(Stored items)
════════
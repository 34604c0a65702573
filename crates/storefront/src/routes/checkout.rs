//! Checkout: the order form and order placement.
//!
//! Checkout requires a logged-in customer. Anonymous visitors are sent to
//! the login page and their cart is merged when they come back.

use askama::Template;
use askama_web::WebTemplate;
use axum::{
    Form,
    extract::State,
    http::StatusCode,
    response::{IntoResponse, Redirect, Response},
};
use chrono::{Days, NaiveDate, Utc};
use serde::Deserialize;
use tracing::instrument;

use musicshop_core::{BuyingType, Cart, CheckoutDetails, Customer, User};

use super::cart::CartView;
use crate::error::{AppError, Result, add_breadcrumb};
use crate::middleware::{ActiveCart, RequireAuth};
use crate::models::CurrentUser;
use crate::services::{AuthService, CheckoutService, ShopError};
use crate::state::AppState;

const DATE_FORMAT: &str = "%Y-%m-%d";

/// Posted checkout form.
#[derive(Debug, Clone, Deserialize)]
pub struct CheckoutForm {
    pub first_name: String,
    pub last_name: String,
    pub phone: String,
    #[serde(default)]
    pub address: String,
    #[serde(default)]
    pub buying_type: BuyingType,
    #[serde(default)]
    pub comment: String,
    /// `YYYY-MM-DD`; blank means today.
    #[serde(default)]
    pub order_date: String,
}

impl CheckoutForm {
    /// Prefill from the account.
    fn prefilled(user: &User, customer: &Customer) -> Self {
        let tomorrow = Utc::now()
            .date_naive()
            .checked_add_days(Days::new(1))
            .unwrap_or_else(|| Utc::now().date_naive());
        Self {
            first_name: user.first_name.clone(),
            last_name: user.last_name.clone(),
            phone: customer.phone.clone(),
            address: customer.address.clone(),
            buying_type: BuyingType::default(),
            comment: String::new(),
            order_date: tomorrow.format(DATE_FORMAT).to_string(),
        }
    }

    fn details(&self, today: NaiveDate) -> std::result::Result<CheckoutDetails, String> {
        let raw_date = self.order_date.trim();
        let order_date = if raw_date.is_empty() {
            today
        } else {
            NaiveDate::parse_from_str(raw_date, DATE_FORMAT)
                .map_err(|_| format!("invalid date {raw_date:?}, expected YYYY-MM-DD"))?
        };
        Ok(CheckoutDetails {
            first_name: self.first_name.clone(),
            last_name: self.last_name.clone(),
            phone: self.phone.clone(),
            address: self.address.clone(),
            buying_type: self.buying_type,
            comment: self.comment.clone(),
            order_date,
        })
    }

    /// Whether delivery is selected, for the template's radio buttons.
    pub fn is_delivery(&self) -> bool {
        self.buying_type == BuyingType::Delivery
    }
}

#[derive(Template, WebTemplate)]
#[template(path = "checkout/form.html")]
pub struct CheckoutTemplate {
    pub user: Option<CurrentUser>,
    pub cart: CartView,
    pub form: CheckoutForm,
    pub error: Option<String>,
}

#[derive(Template, WebTemplate)]
#[template(path = "checkout/placed.html")]
pub struct OrderPlacedTemplate {
    pub user: Option<CurrentUser>,
    pub order_id: String,
    pub status: String,
    pub buying_type: String,
    pub order_date: String,
    pub total: String,
}

fn require_customer(active: &ActiveCart) -> Result<Customer> {
    active
        .customer
        .clone()
        .ok_or_else(|| AppError::Internal("authenticated cart without customer".to_string()))
}

/// Show the checkout form.
#[instrument(skip_all, fields(user_id = %current.id))]
pub async fn show(
    State(state): State<AppState>,
    RequireAuth(current): RequireAuth,
    active: ActiveCart,
) -> Result<Response> {
    if active.cart.is_empty() {
        return Ok(Redirect::to("/cart").into_response());
    }
    let customer = require_customer(&active)?;
    let user = AuthService::new(state.store()).get_user(current.id).await?;

    Ok(CheckoutTemplate {
        cart: CartView::new(&active.cart, &state),
        form: CheckoutForm::prefilled(&user, &customer),
        user: Some(current),
        error: None,
    }
    .into_response())
}

/// Place the order.
///
/// Validation failures re-render the form with the submitted values.
#[instrument(skip_all, fields(user_id = %current.id, cart_id = %active.cart.id()))]
pub async fn place(
    State(state): State<AppState>,
    RequireAuth(current): RequireAuth,
    mut active: ActiveCart,
    Form(form): Form<CheckoutForm>,
) -> Result<Response> {
    let customer = require_customer(&active)?;
    let rerender = |cart: &Cart, error: String| {
        (
            StatusCode::BAD_REQUEST,
            CheckoutTemplate {
                user: Some(current.clone()),
                cart: CartView::new(cart, &state),
                form: form.clone(),
                error: Some(error),
            },
        )
            .into_response()
    };

    let details = match form.details(Utc::now().date_naive()) {
        Ok(details) => details,
        Err(error) => return Ok(rerender(&active.cart, error)),
    };

    let placed = CheckoutService::new(state.store())
        .place_order(&customer, &mut active.cart, details)
        .await;
    let order = match placed {
        Ok(order) => order,
        Err(ShopError::Checkout(err)) => return Ok(rerender(&active.cart, err.to_string())),
        Err(err) => return Err(err.into()),
    };

    add_breadcrumb("checkout", "Order placed", &[("order_id", order.id.to_string())]);

    Ok(OrderPlacedTemplate {
        order_id: order.id.to_string(),
        status: order.status.label().to_string(),
        buying_type: order.buying_type.label().to_string(),
        order_date: order.order_date.format(DATE_FORMAT).to_string(),
        total: state.price(active.cart.total_price()),
        user: Some(current),
    }
    .into_response())
}

#[cfg(test)]
#[allow(clippy::unwrap_used)]
mod tests {
    use super::*;

    fn form() -> CheckoutForm {
        CheckoutForm {
            first_name: "Boris".to_string(),
            last_name: "G".to_string(),
            phone: "+7 812 000".to_string(),
            address: String::new(),
            buying_type: BuyingType::SelfPickup,
            comment: String::new(),
            order_date: "2026-10-20".to_string(),
        }
    }

    fn today() -> NaiveDate {
        NaiveDate::from_ymd_opt(2026, 10, 18).unwrap()
    }

    #[test]
    fn test_details_parse_date() {
        let details = form().details(today()).unwrap();
        assert_eq!(details.order_date, NaiveDate::from_ymd_opt(2026, 10, 20).unwrap());
        assert_eq!(details.buying_type, BuyingType::SelfPickup);
    }

    #[test]
    fn test_blank_date_means_today() {
        let mut form = form();
        form.order_date = " ".to_string();
        assert_eq!(form.details(today()).unwrap().order_date, today());
    }

    #[test]
    fn test_bad_date_rejected() {
        let mut form = form();
        form.order_date = "20/10/2026".to_string();
        assert!(form.details(today()).unwrap_err().contains("YYYY-MM-DD"));
    }

    #[test]
    fn test_form_decodes_buying_type() {
        let form: CheckoutForm = serde_json::from_value(serde_json::json!({
            "first_name": "A",
            "last_name": "B",
            "phone": "1",
            "buying_type": "delivery",
        }))
        .unwrap();
        assert!(form.is_delivery());
        assert!(form.order_date.is_empty());
    }
}
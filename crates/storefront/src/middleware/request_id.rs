//! Request ID middleware.
//!
//! Reuses an upstream `x-request-id` when a proxy sent one, otherwise mints
//! a UUID v4. The ID is recorded on the current span, tagged in Sentry,
//! and echoed back in the response.

use axum::{extract::Request, http::HeaderValue, middleware::Next, response::Response};
use tracing::Span;
use uuid::Uuid;

pub const REQUEST_ID_HEADER: &str = "x-request-id";

/// Longest upstream ID we accept before minting our own.
const MAX_UPSTREAM_ID_LENGTH: usize = 128;

pub async fn request_id_middleware(request: Request, next: Next) -> Response {
    let request_id = request
        .headers()
        .get(REQUEST_ID_HEADER)
        .and_then(|h| h.to_str().ok())
        .filter(|id| !id.is_empty() && id.len() <= MAX_UPSTREAM_ID_LENGTH)
        .map_or_else(|| Uuid::new_v4().to_string(), String::from);

    Span::current().record("request_id", &request_id);
    sentry::configure_scope(|scope| {
        scope.set_tag("request_id", &request_id);
    });

    let mut response = next.run(request).await;
    if let Ok(value) = HeaderValue::from_str(&request_id) {
        response.headers_mut().insert(REQUEST_ID_HEADER, value);
    }
    response
}

#[cfg(test)]
#[allow(clippy::unwrap_used)]
mod tests {
    use axum::{Router, body::Body, http::Request as HttpRequest, middleware, routing::get};
    use tower::ServiceExt;

    use super::*;

    fn app() -> Router {
        Router::new()
            .route("/", get(|| async { "ok" }))
            .layer(middleware::from_fn(request_id_middleware))
    }

    #[tokio::test]
    async fn test_generates_id() {
        let response = app()
            .oneshot(HttpRequest::get("/").body(Body::empty()).unwrap())
            .await
            .unwrap();
        let id = response.headers().get(REQUEST_ID_HEADER).unwrap();
        assert!(Uuid::parse_str(id.to_str().unwrap()).is_ok());
    }

    #[tokio::test]
    async fn test_echoes_upstream_id() {
        let response = app()
            .oneshot(
                HttpRequest::get("/")
                    .header(REQUEST_ID_HEADER, "edge-1234")
                    .body(Body::empty())
                    .unwrap(),
            )
            .await
            .unwrap();
        assert_eq!(response.headers().get(REQUEST_ID_HEADER).unwrap(), "edge-1234");
    }
}
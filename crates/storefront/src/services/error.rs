//! Errors from shop operations.

use thiserror::Error;

use musicshop_core::{
    CartError, CheckoutError, OrderError, ProductRef, QuantityError, StockError,
};

use crate::db::RepositoryError;

/// Errors that can occur in the cart, checkout, catalog, and inventory
/// services.
#[derive(Debug, Error)]
pub enum ShopError {
    /// A cart rule was violated.
    #[error(transparent)]
    Cart(#[from] CartError),

    /// Quantity input failed validation before reaching the cart.
    #[error(transparent)]
    Quantity(#[from] QuantityError),

    /// Checkout details or an empty cart rejected the order.
    #[error(transparent)]
    Checkout(#[from] CheckoutError),

    /// An order status change was not allowed.
    #[error(transparent)]
    Order(#[from] OrderError),

    /// A stock level was rejected.
    #[error(transparent)]
    Stock(#[from] StockError),

    /// The referenced product does not exist.
    #[error("product {0} not found")]
    ProductNotFound(ProductRef),

    /// A page-level lookup (artist, genre, album, order) found nothing.
    #[error("{0} not found")]
    NotFound(&'static str),

    /// A catalog import failed validation.
    #[error("invalid catalog: {}", .0.join("; "))]
    InvalidSeed(Vec<String>),

    /// Storage failed or reported a conflict.
    #[error(transparent)]
    Repository(RepositoryError),
}

/// A cart that storage reports as ordered is the same rule violation as one
/// the caller already knew was frozen.
impl From<RepositoryError> for ShopError {
    fn from(err: RepositoryError) -> Self {
        match err {
            RepositoryError::FrozenCart(cart) => Self::Cart(CartError::FrozenCart(cart)),
            other => Self::Repository(other),
        }
    }
}

impl ShopError {
    /// Whether this error came from a lost concurrent update.
    #[must_use]
    pub const fn is_conflict(&self) -> bool {
        matches!(self, Self::Repository(RepositoryError::Conflict(_)))
    }
}

#[cfg(test)]
mod tests {
    use super::*;
    use musicshop_core::CartId;

    #[test]
    fn test_stored_frozen_cart_is_a_cart_error() {
        let err = ShopError::from(RepositoryError::FrozenCart(CartId::new(9)));
        assert!(matches!(err, ShopError::Cart(CartError::FrozenCart(id)) if id == CartId::new(9)));
        assert!(!err.is_conflict());
    }

    #[test]
    fn test_version_mismatch_stays_a_conflict() {
        let err = ShopError::from(RepositoryError::Conflict("cart 9 changed".to_string()));
        assert!(err.is_conflict());
    }
}
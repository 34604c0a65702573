//! Purchasable products.
//!
//! A cart line points at a product through [`ProductRef`], a tagged reference
//! over the known product kinds. Pricing and naming go through the
//! [`Purchasable`] capability, so the cart never inspects concrete types.

use std::fmt;
use std::str::FromStr;

use rust_decimal::Decimal;
use serde::{Deserialize, Serialize};

use crate::catalog::Album;
use crate::types::AlbumId;

/// Errors parsing a [`ProductRef`] from its text form.
#[derive(Debug, Clone, PartialEq, Eq, thiserror::Error)]
pub enum ProductRefError {
    #[error("product reference must look like kind:id, got {0:?}")]
    Malformed(String),
    #[error("unknown product kind: {0}")]
    UnknownKind(String),
}

/// Reference to a purchasable product.
///
/// The text form is `kind:id` (e.g. `album:42`); it is what forms post and
/// what storage keeps in the `product_kind`/`product_id` column pair.
#[derive(Debug, Clone, Copy, PartialEq, Eq, PartialOrd, Ord, Hash, Serialize, Deserialize)]
#[serde(try_from = "String", into = "String")]
pub enum ProductRef {
    Album(AlbumId),
}

impl ProductRef {
    /// Storage/URL name of the product kind.
    #[must_use]
    pub const fn kind(&self) -> &'static str {
        match self {
            Self::Album(_) => "album",
        }
    }

    /// Numeric ID of the referenced record.
    #[must_use]
    pub const fn object_id(&self) -> i32 {
        match self {
            Self::Album(id) => id.as_i32(),
        }
    }

    /// Rebuild a reference from its stored parts.
    ///
    /// # Errors
    ///
    /// Returns `ProductRefError::UnknownKind` for kinds this build doesn't sell.
    pub fn from_parts(kind: &str, object_id: i32) -> Result<Self, ProductRefError> {
        match kind {
            "album" => Ok(Self::Album(AlbumId::new(object_id))),
            other => Err(ProductRefError::UnknownKind(other.to_string())),
        }
    }
}

impl fmt::Display for ProductRef {
    fn fmt(&self, f: &mut fmt::Formatter<'_>) -> fmt::Result {
        write!(f, "{}:{}", self.kind(), self.object_id())
    }
}

impl FromStr for ProductRef {
    type Err = ProductRefError;

    fn from_str(s: &str) -> Result<Self, Self::Err> {
        let (kind, id) = s
            .split_once(':')
            .ok_or_else(|| ProductRefError::Malformed(s.to_string()))?;
        let id = id
            .parse::<i32>()
            .map_err(|_| ProductRefError::Malformed(s.to_string()))?;
        Self::from_parts(kind, id)
    }
}

impl TryFrom<String> for ProductRef {
    type Error = ProductRefError;

    fn try_from(value: String) -> Result<Self, Self::Error> {
        value.parse()
    }
}

impl From<ProductRef> for String {
    fn from(value: ProductRef) -> Self {
        value.to_string()
    }
}

/// Something that can be put in a cart.
pub trait Purchasable {
    /// Reference stored on the cart line.
    fn product_ref(&self) -> ProductRef;
    /// Current unit price.
    fn unit_price(&self) -> Decimal;
    /// Name shown on the cart line.
    fn display_name(&self) -> String;
}

impl Purchasable for Album {
    fn product_ref(&self) -> ProductRef {
        ProductRef::Album(self.id)
    }

    fn unit_price(&self) -> Decimal {
        self.price
    }

    fn display_name(&self) -> String {
        format!("{} - {}", self.artist_name, self.name)
    }
}

/// A resolved product of any kind.
#[derive(Debug, Clone, PartialEq, Eq)]
pub enum Product {
    Album(Album),
}

impl Purchasable for Product {
    fn product_ref(&self) -> ProductRef {
        match self {
            Self::Album(album) => album.product_ref(),
        }
    }

    fn unit_price(&self) -> Decimal {
        match self {
            Self::Album(album) => album.unit_price(),
        }
    }

    fn display_name(&self) -> String {
        match self {
            Self::Album(album) => album.display_name(),
        }
    }
}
════════
What needs to be done - Give the number of lines in the data above that contain the word "AuthService", with no accompanying text.

Answer box - 2